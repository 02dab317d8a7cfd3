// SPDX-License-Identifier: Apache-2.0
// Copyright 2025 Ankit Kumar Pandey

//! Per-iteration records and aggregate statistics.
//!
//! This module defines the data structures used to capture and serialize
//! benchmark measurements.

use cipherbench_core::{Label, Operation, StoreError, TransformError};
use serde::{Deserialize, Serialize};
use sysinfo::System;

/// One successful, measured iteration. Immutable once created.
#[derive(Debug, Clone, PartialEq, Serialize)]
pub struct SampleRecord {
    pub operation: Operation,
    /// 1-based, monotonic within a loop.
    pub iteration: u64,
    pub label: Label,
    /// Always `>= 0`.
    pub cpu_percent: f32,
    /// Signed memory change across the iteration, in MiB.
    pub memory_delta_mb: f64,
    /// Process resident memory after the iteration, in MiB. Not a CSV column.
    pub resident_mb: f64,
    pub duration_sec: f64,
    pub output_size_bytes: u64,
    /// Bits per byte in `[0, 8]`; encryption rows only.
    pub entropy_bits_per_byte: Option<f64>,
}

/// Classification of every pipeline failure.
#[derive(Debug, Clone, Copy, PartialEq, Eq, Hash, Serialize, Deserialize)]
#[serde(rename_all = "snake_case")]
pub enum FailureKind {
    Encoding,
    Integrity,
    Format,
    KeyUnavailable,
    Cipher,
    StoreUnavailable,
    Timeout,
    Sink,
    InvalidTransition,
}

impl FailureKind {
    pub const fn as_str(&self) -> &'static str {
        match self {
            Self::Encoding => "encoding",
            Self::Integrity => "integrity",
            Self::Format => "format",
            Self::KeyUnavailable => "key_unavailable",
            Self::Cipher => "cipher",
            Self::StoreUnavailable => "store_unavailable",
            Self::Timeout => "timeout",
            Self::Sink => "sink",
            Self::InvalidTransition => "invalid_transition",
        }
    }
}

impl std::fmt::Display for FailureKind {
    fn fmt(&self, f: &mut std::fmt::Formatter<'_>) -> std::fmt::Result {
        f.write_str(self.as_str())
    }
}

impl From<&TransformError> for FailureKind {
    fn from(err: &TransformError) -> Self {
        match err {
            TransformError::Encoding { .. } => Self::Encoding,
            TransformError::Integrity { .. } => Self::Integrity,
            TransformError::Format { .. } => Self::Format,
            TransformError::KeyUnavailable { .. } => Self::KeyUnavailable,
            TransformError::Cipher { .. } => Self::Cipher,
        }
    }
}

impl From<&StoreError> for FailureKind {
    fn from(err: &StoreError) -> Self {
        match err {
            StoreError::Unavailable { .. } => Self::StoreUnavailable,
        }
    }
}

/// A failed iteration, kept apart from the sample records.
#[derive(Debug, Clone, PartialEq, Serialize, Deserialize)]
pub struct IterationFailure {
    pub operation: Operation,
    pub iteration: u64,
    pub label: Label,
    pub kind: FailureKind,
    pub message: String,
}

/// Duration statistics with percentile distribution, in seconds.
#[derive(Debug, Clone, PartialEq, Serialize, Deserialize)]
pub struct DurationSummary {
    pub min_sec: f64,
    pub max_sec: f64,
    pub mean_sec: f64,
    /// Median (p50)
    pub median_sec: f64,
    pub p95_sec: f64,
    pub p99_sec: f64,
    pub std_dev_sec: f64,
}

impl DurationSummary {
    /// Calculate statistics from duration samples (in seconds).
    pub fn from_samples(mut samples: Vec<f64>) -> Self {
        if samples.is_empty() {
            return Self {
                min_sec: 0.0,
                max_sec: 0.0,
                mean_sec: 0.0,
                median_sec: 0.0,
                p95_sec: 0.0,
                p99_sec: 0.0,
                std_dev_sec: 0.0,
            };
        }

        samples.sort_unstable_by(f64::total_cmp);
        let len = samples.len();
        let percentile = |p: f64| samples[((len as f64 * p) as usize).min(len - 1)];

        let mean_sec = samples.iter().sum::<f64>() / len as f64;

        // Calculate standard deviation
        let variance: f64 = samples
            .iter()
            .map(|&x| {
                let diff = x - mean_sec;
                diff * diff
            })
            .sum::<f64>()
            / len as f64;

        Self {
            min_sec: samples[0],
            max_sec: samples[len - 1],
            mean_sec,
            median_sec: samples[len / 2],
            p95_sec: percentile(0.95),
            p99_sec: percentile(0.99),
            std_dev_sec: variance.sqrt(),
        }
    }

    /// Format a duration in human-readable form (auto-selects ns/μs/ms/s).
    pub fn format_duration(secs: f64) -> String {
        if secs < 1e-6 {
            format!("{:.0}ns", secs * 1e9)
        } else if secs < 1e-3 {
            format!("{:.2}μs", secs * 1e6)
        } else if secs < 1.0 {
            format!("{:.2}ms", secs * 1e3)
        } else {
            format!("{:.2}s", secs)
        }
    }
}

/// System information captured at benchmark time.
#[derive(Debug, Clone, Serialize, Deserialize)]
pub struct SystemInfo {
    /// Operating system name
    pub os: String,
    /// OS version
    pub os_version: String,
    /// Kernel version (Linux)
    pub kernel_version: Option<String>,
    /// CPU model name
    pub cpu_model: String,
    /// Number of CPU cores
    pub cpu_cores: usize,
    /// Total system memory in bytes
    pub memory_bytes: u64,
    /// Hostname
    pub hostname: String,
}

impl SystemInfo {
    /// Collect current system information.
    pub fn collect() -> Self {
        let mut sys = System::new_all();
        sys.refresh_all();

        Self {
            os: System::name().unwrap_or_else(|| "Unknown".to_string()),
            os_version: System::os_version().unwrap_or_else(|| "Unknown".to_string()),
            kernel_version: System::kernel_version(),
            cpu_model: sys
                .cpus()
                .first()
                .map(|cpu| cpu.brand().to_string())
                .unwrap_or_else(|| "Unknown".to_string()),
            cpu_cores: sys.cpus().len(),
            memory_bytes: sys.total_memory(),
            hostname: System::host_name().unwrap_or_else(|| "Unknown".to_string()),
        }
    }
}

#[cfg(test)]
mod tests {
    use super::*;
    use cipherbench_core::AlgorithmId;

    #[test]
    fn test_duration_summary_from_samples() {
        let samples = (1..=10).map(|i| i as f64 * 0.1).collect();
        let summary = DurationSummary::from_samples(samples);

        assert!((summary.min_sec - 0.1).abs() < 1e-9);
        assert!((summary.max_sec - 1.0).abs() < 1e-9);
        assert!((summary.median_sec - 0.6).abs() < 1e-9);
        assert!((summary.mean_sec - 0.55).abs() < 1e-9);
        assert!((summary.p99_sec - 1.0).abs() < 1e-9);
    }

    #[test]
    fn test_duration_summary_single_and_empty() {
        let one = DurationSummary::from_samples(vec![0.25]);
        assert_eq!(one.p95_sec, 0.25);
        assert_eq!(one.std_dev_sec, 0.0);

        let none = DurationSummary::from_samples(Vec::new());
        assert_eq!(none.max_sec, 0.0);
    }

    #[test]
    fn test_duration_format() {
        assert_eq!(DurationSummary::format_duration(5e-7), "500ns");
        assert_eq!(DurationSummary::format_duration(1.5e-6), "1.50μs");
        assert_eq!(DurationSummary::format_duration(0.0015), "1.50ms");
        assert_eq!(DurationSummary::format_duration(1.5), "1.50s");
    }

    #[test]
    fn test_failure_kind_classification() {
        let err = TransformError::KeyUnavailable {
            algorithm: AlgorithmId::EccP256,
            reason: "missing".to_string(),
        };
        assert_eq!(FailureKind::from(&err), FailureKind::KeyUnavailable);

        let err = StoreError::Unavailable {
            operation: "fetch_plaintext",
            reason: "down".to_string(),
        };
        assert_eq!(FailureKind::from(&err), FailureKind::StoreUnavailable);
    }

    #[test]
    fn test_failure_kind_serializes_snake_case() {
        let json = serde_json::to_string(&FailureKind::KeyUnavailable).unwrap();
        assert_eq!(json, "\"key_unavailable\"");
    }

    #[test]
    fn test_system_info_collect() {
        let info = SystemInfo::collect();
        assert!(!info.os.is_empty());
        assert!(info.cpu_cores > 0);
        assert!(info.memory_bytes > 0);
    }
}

* * *

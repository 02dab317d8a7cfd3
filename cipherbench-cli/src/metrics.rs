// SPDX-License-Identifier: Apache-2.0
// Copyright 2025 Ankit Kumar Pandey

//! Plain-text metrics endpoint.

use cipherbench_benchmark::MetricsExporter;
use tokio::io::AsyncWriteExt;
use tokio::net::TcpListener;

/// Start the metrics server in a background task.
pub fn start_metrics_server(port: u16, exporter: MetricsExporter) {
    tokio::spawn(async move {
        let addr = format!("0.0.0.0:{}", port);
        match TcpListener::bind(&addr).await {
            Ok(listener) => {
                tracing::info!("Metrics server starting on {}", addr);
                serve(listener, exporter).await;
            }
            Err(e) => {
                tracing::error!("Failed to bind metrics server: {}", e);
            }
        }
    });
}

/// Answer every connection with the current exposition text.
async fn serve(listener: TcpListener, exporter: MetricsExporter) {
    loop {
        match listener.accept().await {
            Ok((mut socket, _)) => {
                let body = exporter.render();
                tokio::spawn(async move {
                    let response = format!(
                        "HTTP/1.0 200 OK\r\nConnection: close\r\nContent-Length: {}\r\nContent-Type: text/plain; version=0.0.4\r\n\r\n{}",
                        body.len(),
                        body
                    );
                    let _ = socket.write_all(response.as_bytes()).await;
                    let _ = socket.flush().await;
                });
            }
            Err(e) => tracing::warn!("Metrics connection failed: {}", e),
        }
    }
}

* * *

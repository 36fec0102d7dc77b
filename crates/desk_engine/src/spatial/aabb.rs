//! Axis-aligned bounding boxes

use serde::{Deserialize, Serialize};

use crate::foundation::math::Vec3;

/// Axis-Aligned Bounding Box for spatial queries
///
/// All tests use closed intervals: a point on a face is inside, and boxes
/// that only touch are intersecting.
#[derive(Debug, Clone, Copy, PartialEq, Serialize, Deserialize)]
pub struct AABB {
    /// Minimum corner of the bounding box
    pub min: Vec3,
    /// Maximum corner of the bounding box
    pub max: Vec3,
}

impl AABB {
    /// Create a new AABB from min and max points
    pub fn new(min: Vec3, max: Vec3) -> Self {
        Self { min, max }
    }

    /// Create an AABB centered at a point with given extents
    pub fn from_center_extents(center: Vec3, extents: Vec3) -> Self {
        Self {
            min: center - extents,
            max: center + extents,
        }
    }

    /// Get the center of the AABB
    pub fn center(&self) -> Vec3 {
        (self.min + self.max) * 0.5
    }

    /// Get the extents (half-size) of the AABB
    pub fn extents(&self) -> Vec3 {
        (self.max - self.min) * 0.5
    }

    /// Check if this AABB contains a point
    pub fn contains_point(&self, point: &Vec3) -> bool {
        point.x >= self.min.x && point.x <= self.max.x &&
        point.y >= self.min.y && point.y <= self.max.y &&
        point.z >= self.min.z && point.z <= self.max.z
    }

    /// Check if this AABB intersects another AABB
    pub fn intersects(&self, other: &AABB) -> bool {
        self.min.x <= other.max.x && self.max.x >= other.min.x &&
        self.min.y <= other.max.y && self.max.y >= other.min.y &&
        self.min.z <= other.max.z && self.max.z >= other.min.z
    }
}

* * *

Extract every line above that contains the word "Axis".

## Answer section
//! Axis-aligned bounding boxes
/// Axis-Aligned Bounding Box for spatial queries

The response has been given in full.